Yangchun noodles are also called slippery noodles. Folklore calls October of the lunar calendar Xiaoyangchun, and Shanghai slang takes ten as Yangchun. In the past, this kind of noodles sold for ten pence per bowl, so it was called Yangchun noodles. Kaiyang onion oil noodles, also known as laver onion oil noodles. Stir-fried with scallion oil and thoroughly cooked dried seaweed (known as Kaiyang in Shanghai) and cooked noodles. Noodles are tough and smooth, dried seaweed is soft and delicious, and scallion oil is fragrant. After 1945, there was a vendor named Chen in the Chenghuang Temple who cooked noodles with scallion oil according to the daily practice of his hometown in northern Jiangsu. Onion has a strong and unique fragrance, which is very popular and has been passed down to this day. Now it is the specialty snack of lakeside snack bar.
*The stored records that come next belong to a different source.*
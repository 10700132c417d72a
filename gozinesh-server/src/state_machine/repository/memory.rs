//! In-memory implementation of [`QuestionRepository`].
//!
//! All state is held in memory and lost on restart. Used by the test
//! suite and as the default wiring when no durable backend is attached.

use std::collections::HashMap;
use std::sync::atomic::{AtomicI64, Ordering};
use std::time::{SystemTime, UNIX_EPOCH};

use async_trait::async_trait;
use tokio::sync::RwLock;

use gozinesh_core::{
    ArchiveFilter, ArchivedUser, InterviewCategory, InterviewQuestion, NewArchivedSubmission,
    NewQuizQuestion, PoliticalTopic, QuestionId, QuizQuestion, SubmissionKind, TestType, UserId,
};

use super::{QuestionRepository, RepositoryError};

struct ArchiveRow {
    user: UserId,
    user_name: String,
    kind: SubmissionKind,
    full_text: String,
}

/// In-memory repository backed by `RwLock`-protected tables.
pub struct InMemoryRepository {
    interview_questions: RwLock<Vec<InterviewQuestion>>,
    quiz_questions: RwLock<Vec<QuizQuestion>>,
    /// Append-only; newest rows are at the end.
    archive: RwLock<Vec<ArchiveRow>>,
    cooldowns: RwLock<HashMap<(UserId, TestType), u64>>,
    next_id: AtomicI64,
}

impl InMemoryRepository {
    pub fn new() -> Self {
        Self {
            interview_questions: RwLock::new(Vec::new()),
            quiz_questions: RwLock::new(Vec::new()),
            archive: RwLock::new(Vec::new()),
            cooldowns: RwLock::new(HashMap::new()),
            next_id: AtomicI64::new(1),
        }
    }

    fn allocate_id(&self) -> QuestionId {
        QuestionId(self.next_id.fetch_add(1, Ordering::Relaxed))
    }

    fn now_secs() -> u64 {
        SystemTime::now()
            .duration_since(UNIX_EPOCH)
            .map(|d| d.as_secs())
            .unwrap_or(0)
    }
}

impl Default for InMemoryRepository {
    fn default() -> Self {
        Self::new()
    }
}

#[async_trait]
impl QuestionRepository for InMemoryRepository {
    async fn list_interview_questions(
        &self,
        category: InterviewCategory,
        topic: Option<PoliticalTopic>,
    ) -> Result<Vec<InterviewQuestion>, RepositoryError> {
        let questions = self.interview_questions.read().await;
        Ok(questions
            .iter()
            .filter(|q| q.category == category && q.topic == topic)
            .cloned()
            .collect())
    }

    async fn insert_interview_question(
        &self,
        category: InterviewCategory,
        topic: Option<PoliticalTopic>,
        text: &str,
    ) -> Result<(), RepositoryError> {
        let mut questions = self.interview_questions.write().await;
        if questions.iter().any(|q| q.text == text) {
            return Ok(());
        }
        questions.push(InterviewQuestion {
            id: self.allocate_id(),
            category,
            topic,
            text: text.to_string(),
        });
        Ok(())
    }

    async fn delete_interview_question(&self, id: QuestionId) -> Result<(), RepositoryError> {
        let mut questions = self.interview_questions.write().await;
        questions.retain(|q| q.id != id);
        Ok(())
    }

    async fn list_quiz_questions(
        &self,
        test_type: TestType,
    ) -> Result<Vec<QuizQuestion>, RepositoryError> {
        let questions = self.quiz_questions.read().await;
        Ok(questions
            .iter()
            .filter(|q| q.test_type == test_type)
            .cloned()
            .collect())
    }

    async fn insert_quiz_question(
        &self,
        question: NewQuizQuestion,
    ) -> Result<(), RepositoryError> {
        let mut questions = self.quiz_questions.write().await;
        if questions
            .iter()
            .any(|q| q.test_type == question.test_type && q.text == question.text)
        {
            return Ok(());
        }
        questions.push(QuizQuestion {
            id: self.allocate_id(),
            test_type: question.test_type,
            text: question.text,
            options: question.options,
            correct: question.correct,
        });
        Ok(())
    }

    async fn append_submission(
        &self,
        submission: NewArchivedSubmission,
    ) -> Result<(), RepositoryError> {
        let mut archive = self.archive.write().await;
        archive.push(ArchiveRow {
            user: submission.user,
            user_name: submission.user_name,
            kind: submission.kind,
            full_text: submission.full_text,
        });
        Ok(())
    }

    async fn list_archived_users(&self) -> Result<Vec<ArchivedUser>, RepositoryError> {
        let archive = self.archive.read().await;
        let mut users: Vec<ArchivedUser> = Vec::new();
        for row in archive.iter() {
            if !users.iter().any(|u| u.id == row.user) {
                users.push(ArchivedUser {
                    id: row.user,
                    name: row.user_name.clone(),
                });
            }
        }
        users.sort_by(|a, b| a.name.cmp(&b.name));
        Ok(users)
    }

    async fn list_submissions(
        &self,
        user: UserId,
        filter: ArchiveFilter,
    ) -> Result<Vec<String>, RepositoryError> {
        let archive = self.archive.read().await;
        Ok(archive
            .iter()
            .rev()
            .filter(|row| row.user == user && filter.matches(row.kind))
            .map(|row| row.full_text.clone())
            .collect())
    }

    async fn attempt_cooldown(
        &self,
        user: UserId,
        test_type: TestType,
    ) -> Result<Option<u64>, RepositoryError> {
        let cooldowns = self.cooldowns.read().await;
        Ok(cooldowns.get(&(user, test_type)).copied())
    }

    async fn upsert_attempt_cooldown(
        &self,
        user: UserId,
        test_type: TestType,
    ) -> Result<(), RepositoryError> {
        let mut cooldowns = self.cooldowns.write().await;
        cooldowns.insert((user, test_type), Self::now_secs());
        Ok(())
    }

    async fn clear_attempt_cooldown(
        &self,
        user: UserId,
        test_type: TestType,
    ) -> Result<(), RepositoryError> {
        let mut cooldowns = self.cooldowns.write().await;
        cooldowns.remove(&(user, test_type));
        Ok(())
    }
}
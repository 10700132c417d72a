//! Conversational flow engine for the gozinesh vetting bot.
//!
//! Drives four fixed multi-step flows over a message-based transport:
//! the interview Q&A, the admin question-design wizard, the regulations
//! test with negative marking, and the password-gated archive browser.
//! The transport and the durable store are external collaborators behind
//! the [`messaging::Messenger`] and
//! [`state_machine::QuestionRepository`] traits.

pub mod config;
pub mod engine;
pub mod handoff;
pub mod messaging;
pub mod scoring;
pub mod state_machine;

pub use config::Config;
pub use engine::{Command, FlowEngine, Inbound};
pub use handoff::{HandoffRegistry, HandoffToken, PendingHandoff};
pub use messaging::{
    Delivery, DeliveryKind, Messenger, MessagingError, Outgoing, RecordingMessenger,
};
Historical origin of Yangchun noodles

Noodles are one of the most common traditional pasta in China, with a long history and a long history. According to historical records, the earliest noodles can be traced back to the Eastern Han Dynasty more than 900 years ago. In the Eastern Han Dynasty, the book "Moon Order for Four People" contained "... beginning of autumn should not eat boiled cakes and boiled cakes". According to research, "boiled cake" and "boiled cake" are the first examples of Chinese noodles. Wei and Jin Dynasties were called "soup cakes". In the Northern and Southern Dynasties, it was called "water-induced cake" or "water-induced noodles". Interpretation of Famous Foods in Han Dynasty contains: "Steamed cakes, soup cakes, golden cakes and cakes are all named after their shapes"; There is also the "cake of explaining the name, that is, the face of today, which is called pulling (pulling) face in the northwest" in the "Nine Valley Examination"; "Introduction to Vegetarianism" has the ancient name of "noodles, ice, and soup cakes. Suobing talks about its shape, and Tang Bing talks about how to eat it. " The practice is to knead the dough into the thickness of chopsticks by hand, then soak it in water, twist it into leek leaves by hand before eating, and cook it in boiling water, similar to lasagna; Or "? O ",recorded in the Book of Qi Yaomin: rub your fingers to length, soak them in water, twist them when you put them in a pot, and then cook them with boiling water. This way is very similar to "kneading noodles" and "pulling tabs" in Shanxi.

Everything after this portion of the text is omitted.